## ACTIVITY
Gather, from the listing beneath this task, every line holding the string "BackoffConfig".

::: INFORMATION SHOWN :::

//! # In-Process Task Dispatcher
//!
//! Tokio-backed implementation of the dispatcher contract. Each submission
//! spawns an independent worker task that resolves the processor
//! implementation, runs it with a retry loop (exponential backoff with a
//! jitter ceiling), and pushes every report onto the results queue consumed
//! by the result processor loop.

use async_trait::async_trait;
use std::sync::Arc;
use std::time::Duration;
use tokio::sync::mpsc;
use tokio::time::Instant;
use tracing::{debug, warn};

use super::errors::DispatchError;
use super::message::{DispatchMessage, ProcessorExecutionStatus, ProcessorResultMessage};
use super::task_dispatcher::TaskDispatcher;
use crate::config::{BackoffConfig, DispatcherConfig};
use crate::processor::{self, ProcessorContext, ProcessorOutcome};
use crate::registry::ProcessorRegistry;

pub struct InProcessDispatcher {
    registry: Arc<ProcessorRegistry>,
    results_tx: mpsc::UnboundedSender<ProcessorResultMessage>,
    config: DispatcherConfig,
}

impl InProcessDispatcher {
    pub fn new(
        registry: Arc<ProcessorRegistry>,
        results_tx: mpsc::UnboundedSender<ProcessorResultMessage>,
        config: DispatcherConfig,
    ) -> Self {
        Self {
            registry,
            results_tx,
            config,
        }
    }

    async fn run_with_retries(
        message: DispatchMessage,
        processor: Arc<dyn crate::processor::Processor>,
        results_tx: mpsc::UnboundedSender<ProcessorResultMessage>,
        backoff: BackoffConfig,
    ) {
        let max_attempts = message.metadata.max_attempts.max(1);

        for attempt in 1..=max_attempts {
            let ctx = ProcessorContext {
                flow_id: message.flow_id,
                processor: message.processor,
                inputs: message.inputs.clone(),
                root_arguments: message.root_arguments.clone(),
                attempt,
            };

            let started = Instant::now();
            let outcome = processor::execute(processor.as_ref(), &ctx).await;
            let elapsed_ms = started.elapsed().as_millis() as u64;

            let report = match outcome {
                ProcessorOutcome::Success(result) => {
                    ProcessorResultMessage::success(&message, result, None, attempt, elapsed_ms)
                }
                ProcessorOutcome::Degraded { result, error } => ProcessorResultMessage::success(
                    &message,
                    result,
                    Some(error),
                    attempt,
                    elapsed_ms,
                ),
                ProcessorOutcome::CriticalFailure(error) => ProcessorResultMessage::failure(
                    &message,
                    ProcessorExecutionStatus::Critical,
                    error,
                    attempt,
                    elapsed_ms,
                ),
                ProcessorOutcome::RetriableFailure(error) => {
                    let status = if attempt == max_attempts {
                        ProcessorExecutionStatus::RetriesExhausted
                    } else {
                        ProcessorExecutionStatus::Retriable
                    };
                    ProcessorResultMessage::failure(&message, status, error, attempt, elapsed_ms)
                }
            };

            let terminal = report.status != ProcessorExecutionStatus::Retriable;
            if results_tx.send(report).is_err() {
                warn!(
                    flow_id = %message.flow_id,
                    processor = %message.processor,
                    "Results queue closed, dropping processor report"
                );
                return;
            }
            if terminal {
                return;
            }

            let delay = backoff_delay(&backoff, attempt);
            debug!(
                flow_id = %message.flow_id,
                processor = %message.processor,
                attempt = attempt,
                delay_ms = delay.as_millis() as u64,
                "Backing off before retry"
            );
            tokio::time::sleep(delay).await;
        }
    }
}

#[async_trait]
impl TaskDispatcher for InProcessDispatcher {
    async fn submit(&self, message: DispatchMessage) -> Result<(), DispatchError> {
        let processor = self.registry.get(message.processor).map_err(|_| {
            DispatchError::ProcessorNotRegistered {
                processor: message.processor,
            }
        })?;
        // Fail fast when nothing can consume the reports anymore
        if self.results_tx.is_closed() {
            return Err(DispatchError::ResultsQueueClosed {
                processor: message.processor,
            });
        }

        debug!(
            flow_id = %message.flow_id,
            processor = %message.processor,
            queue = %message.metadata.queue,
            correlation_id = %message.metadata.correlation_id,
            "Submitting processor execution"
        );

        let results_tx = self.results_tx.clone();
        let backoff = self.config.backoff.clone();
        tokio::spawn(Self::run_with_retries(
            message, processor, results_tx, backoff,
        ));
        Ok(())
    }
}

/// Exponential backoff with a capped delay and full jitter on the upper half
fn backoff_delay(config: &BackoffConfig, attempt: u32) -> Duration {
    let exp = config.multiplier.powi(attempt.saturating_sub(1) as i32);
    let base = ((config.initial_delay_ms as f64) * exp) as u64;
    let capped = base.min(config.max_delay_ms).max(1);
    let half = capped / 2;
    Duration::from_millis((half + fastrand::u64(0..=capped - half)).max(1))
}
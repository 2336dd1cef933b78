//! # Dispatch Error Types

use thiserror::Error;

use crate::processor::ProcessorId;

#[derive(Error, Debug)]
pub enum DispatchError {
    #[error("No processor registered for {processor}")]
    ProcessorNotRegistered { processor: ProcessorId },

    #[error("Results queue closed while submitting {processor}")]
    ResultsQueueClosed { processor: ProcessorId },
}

:::

## EXERCISE ANSWER
use crate::config::{BackoffConfig, DispatcherConfig};
        backoff: BackoffConfig,
fn backoff_delay(config: &BackoffConfig, attempt: u32) -> Duration {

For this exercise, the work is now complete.